• **Task brief**: Starting at the line below holding "assignment.state_key()" and stopping at the line holding "Maximum incident bond", print every line exactly, both ends included, and leave the rest out.

Content starts

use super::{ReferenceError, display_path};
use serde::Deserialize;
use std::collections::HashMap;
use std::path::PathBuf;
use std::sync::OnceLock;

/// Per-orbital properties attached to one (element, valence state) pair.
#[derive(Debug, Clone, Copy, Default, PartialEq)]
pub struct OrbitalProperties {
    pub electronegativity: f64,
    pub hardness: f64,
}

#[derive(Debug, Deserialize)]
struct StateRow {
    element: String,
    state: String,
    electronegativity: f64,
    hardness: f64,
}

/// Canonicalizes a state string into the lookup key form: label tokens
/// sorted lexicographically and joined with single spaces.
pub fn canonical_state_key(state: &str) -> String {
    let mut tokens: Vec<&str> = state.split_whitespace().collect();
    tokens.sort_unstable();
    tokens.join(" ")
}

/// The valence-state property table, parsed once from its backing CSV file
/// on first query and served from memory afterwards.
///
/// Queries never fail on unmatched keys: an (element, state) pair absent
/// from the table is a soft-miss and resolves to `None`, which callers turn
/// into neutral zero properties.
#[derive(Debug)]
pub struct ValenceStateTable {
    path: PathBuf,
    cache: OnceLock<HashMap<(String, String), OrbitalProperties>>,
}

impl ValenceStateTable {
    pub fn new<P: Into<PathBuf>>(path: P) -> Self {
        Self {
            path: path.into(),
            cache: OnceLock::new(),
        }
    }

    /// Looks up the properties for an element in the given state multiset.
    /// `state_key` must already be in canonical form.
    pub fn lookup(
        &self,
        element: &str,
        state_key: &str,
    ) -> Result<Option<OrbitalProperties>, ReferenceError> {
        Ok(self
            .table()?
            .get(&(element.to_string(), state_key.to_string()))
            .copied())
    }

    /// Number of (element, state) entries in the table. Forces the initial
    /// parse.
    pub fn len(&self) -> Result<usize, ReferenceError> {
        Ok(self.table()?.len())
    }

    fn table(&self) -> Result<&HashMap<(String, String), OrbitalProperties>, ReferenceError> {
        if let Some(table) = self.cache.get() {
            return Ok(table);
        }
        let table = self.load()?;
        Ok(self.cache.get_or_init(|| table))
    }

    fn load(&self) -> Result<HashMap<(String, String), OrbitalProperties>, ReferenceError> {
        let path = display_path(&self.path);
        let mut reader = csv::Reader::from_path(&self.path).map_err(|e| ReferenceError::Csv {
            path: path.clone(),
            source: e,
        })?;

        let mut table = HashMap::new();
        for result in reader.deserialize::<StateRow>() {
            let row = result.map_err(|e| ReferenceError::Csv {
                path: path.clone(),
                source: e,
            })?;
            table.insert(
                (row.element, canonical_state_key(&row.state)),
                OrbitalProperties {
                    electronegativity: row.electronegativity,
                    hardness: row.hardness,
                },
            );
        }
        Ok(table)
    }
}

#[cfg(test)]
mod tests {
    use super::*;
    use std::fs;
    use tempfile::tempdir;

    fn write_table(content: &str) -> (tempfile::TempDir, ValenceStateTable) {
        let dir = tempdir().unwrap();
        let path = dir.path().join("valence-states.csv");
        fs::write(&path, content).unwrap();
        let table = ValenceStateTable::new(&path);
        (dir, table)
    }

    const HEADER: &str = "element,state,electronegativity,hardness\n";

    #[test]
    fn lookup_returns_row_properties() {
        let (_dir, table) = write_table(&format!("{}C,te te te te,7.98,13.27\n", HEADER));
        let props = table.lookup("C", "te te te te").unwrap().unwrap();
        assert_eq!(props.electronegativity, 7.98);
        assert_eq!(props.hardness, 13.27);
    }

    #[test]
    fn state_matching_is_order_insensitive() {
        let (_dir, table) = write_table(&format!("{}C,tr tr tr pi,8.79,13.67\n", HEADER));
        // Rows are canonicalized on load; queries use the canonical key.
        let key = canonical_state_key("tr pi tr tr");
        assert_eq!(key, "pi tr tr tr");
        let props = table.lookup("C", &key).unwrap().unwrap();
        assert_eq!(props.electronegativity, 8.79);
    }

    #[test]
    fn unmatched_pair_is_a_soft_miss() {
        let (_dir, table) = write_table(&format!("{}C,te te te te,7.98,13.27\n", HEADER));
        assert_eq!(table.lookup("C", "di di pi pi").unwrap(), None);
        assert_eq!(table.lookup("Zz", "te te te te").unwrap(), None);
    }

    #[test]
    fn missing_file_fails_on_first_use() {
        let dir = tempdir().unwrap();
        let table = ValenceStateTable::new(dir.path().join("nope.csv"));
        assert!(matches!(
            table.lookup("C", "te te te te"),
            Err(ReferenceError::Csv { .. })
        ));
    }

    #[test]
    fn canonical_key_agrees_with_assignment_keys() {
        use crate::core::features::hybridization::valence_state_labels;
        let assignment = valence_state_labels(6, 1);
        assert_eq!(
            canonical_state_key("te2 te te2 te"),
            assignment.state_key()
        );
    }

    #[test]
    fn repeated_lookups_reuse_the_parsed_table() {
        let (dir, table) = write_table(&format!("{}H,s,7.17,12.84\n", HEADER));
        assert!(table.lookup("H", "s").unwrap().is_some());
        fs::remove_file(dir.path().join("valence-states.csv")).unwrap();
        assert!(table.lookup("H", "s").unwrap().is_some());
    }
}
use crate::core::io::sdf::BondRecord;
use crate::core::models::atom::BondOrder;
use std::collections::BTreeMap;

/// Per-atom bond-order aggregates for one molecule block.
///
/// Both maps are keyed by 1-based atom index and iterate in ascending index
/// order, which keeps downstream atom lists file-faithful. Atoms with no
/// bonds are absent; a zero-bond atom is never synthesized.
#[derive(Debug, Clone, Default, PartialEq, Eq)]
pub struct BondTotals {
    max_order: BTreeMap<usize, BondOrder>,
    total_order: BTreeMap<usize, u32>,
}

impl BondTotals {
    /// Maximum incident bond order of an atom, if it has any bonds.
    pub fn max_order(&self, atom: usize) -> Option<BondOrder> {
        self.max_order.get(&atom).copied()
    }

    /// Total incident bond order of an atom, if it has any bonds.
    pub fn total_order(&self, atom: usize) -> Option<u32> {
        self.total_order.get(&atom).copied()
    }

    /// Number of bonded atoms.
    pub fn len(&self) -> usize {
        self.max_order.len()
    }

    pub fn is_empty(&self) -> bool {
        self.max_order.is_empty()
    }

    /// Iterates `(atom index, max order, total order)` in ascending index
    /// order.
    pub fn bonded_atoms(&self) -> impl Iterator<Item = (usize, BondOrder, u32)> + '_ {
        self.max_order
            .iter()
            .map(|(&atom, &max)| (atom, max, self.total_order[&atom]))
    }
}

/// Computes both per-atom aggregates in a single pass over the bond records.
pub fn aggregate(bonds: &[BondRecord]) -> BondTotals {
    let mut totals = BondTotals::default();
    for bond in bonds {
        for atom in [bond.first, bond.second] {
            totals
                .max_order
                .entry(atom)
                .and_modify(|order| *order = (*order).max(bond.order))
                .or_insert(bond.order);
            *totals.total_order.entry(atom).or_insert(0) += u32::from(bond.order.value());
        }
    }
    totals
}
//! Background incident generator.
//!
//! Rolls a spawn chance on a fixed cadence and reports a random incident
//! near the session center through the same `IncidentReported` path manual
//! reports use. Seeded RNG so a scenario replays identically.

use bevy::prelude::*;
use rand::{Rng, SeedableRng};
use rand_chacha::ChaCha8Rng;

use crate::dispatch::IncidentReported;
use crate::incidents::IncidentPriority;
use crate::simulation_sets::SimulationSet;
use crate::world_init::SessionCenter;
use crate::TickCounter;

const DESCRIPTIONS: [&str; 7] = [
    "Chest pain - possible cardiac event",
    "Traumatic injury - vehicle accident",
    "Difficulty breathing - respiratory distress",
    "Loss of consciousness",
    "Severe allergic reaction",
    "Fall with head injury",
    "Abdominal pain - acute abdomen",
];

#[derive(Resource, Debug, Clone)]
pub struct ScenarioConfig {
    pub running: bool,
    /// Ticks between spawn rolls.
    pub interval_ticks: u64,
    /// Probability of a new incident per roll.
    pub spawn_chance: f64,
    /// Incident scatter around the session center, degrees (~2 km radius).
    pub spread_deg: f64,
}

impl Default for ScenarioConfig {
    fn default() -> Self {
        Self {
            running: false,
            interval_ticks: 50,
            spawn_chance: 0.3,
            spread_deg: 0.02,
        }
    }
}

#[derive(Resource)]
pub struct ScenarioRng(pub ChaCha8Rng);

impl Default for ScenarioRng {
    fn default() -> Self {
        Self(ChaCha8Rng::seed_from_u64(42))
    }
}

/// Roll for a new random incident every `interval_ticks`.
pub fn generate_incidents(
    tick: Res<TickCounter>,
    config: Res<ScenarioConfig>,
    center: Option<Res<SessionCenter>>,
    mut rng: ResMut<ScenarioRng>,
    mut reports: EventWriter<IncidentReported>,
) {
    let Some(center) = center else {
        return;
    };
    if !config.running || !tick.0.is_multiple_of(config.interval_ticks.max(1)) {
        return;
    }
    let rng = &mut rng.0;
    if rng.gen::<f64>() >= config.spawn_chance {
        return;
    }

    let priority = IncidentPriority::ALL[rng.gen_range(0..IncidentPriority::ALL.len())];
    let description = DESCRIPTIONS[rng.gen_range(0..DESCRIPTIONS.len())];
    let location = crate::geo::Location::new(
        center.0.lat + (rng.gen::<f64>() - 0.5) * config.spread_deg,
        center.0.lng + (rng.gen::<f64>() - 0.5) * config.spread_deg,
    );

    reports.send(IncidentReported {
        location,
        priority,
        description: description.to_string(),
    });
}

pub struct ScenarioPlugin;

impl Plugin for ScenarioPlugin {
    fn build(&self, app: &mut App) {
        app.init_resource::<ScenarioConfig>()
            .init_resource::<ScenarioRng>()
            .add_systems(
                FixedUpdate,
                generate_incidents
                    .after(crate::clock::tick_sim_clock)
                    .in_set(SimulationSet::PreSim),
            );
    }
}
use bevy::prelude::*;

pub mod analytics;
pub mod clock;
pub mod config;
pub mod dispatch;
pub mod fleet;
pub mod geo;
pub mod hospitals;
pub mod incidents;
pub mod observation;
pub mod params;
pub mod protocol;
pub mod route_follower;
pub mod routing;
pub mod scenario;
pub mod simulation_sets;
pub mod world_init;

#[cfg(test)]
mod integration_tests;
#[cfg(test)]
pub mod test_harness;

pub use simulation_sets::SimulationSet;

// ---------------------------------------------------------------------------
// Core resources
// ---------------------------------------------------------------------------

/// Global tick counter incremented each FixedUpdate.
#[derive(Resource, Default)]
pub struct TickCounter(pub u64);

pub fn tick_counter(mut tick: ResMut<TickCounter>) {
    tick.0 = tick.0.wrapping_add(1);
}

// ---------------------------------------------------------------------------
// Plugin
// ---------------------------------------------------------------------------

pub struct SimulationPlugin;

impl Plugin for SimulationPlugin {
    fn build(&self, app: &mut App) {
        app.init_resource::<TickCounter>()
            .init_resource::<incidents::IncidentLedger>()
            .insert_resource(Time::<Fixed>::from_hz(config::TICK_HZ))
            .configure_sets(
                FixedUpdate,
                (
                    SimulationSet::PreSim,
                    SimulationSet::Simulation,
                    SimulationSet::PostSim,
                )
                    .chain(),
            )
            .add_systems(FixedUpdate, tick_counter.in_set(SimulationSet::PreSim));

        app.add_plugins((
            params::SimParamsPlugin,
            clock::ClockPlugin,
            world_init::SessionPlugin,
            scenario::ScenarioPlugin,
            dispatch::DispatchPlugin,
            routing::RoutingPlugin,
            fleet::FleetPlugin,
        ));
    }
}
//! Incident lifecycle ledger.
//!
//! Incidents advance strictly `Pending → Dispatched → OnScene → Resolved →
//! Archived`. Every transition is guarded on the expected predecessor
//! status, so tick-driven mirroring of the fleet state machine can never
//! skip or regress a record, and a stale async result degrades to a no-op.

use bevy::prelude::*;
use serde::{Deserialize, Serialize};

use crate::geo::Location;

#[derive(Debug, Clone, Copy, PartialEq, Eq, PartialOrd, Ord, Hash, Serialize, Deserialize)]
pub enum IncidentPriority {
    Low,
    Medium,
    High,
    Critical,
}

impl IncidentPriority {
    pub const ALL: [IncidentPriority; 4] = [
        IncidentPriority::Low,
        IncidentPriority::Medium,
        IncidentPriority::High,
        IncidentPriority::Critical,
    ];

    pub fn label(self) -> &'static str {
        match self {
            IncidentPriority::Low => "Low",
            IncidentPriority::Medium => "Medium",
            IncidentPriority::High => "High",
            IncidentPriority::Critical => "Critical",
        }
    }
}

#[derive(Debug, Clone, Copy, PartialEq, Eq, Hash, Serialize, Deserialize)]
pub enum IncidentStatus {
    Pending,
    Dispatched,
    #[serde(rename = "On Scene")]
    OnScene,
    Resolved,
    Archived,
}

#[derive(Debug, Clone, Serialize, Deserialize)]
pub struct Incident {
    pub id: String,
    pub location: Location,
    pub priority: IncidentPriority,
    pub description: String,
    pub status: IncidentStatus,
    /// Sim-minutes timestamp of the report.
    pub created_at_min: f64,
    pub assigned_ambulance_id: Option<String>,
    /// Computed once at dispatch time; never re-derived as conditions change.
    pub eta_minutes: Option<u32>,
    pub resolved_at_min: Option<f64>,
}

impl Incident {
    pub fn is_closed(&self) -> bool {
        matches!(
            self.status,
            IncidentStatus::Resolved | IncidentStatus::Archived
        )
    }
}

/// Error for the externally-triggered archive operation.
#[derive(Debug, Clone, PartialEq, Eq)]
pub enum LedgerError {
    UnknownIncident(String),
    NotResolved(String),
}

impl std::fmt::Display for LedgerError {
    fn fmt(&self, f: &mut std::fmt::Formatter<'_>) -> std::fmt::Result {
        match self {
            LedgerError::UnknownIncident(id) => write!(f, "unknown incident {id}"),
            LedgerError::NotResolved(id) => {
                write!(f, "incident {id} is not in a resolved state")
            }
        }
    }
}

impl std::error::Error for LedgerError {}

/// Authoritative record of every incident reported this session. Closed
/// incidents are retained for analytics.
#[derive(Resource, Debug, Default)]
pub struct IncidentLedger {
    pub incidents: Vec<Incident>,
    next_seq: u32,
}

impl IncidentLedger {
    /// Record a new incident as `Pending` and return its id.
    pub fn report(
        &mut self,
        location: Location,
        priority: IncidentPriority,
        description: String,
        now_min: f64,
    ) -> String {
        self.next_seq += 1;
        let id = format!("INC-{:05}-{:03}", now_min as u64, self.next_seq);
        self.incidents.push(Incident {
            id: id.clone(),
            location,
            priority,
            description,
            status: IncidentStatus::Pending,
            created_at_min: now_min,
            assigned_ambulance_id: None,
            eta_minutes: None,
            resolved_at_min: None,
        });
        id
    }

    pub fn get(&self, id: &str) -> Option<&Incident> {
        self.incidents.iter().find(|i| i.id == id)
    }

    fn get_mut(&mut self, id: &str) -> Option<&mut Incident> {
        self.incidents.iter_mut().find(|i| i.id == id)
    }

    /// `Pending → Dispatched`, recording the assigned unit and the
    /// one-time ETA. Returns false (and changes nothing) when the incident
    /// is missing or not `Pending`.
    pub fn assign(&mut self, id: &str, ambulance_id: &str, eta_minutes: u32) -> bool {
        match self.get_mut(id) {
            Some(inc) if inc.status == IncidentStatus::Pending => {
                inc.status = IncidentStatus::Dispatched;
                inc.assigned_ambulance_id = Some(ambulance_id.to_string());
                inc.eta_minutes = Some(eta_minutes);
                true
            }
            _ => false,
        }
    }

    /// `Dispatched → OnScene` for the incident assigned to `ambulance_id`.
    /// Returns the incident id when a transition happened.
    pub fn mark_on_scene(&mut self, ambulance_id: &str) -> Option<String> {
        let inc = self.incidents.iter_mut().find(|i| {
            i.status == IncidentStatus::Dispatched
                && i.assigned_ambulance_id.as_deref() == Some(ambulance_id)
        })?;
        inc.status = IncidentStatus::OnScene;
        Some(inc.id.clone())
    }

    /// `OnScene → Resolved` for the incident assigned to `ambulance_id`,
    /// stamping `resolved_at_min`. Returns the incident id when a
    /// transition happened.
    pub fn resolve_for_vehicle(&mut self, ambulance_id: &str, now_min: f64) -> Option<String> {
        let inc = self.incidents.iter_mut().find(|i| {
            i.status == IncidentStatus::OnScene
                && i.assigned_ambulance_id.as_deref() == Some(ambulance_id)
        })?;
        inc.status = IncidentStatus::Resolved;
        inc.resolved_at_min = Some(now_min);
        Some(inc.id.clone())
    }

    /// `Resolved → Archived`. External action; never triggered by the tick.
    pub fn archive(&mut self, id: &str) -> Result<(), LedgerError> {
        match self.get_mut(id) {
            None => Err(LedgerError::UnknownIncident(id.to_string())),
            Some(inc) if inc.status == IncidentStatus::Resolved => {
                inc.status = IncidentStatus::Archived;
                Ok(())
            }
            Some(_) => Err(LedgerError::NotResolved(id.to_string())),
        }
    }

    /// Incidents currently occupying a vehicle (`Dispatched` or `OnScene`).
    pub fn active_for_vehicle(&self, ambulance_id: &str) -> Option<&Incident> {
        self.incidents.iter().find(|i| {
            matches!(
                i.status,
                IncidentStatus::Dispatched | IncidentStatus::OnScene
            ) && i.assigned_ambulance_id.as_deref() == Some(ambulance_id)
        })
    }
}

Content ends
Content starts

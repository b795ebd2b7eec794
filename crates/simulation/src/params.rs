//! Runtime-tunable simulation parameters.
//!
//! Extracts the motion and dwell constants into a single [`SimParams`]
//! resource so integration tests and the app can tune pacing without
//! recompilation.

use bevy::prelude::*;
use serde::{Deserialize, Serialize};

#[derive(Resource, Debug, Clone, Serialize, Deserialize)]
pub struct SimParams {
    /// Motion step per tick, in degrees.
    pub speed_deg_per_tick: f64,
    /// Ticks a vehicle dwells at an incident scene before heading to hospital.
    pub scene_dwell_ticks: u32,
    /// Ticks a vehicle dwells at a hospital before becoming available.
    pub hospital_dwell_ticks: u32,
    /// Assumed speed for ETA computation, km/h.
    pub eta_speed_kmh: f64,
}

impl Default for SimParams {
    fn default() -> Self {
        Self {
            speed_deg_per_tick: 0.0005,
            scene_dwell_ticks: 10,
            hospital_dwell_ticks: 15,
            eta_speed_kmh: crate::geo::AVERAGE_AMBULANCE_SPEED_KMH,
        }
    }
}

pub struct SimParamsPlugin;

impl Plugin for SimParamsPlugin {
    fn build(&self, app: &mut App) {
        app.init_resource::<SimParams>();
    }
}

Content ends

• **Solution**:
            assignment.state_key()
        );
    }

    #[test]
    fn repeated_lookups_reuse_the_parsed_table() {
        let (dir, table) = write_table(&format!("{}H,s,7.17,12.84\n", HEADER));
        assert!(table.lookup("H", "s").unwrap().is_some());
        fs::remove_file(dir.path().join("valence-states.csv")).unwrap();
        assert!(table.lookup("H", "s").unwrap().is_some());
    }
}
use crate::core::io::sdf::BondRecord;
use crate::core::models::atom::BondOrder;
use std::collections::BTreeMap;

/// Per-atom bond-order aggregates for one molecule block.
///
/// Both maps are keyed by 1-based atom index and iterate in ascending index
/// order, which keeps downstream atom lists file-faithful. Atoms with no
/// bonds are absent; a zero-bond atom is never synthesized.
#[derive(Debug, Clone, Default, PartialEq, Eq)]
pub struct BondTotals {
    max_order: BTreeMap<usize, BondOrder>,
    total_order: BTreeMap<usize, u32>,
}

impl BondTotals {
    /// Maximum incident bond order of an atom, if it has any bonds.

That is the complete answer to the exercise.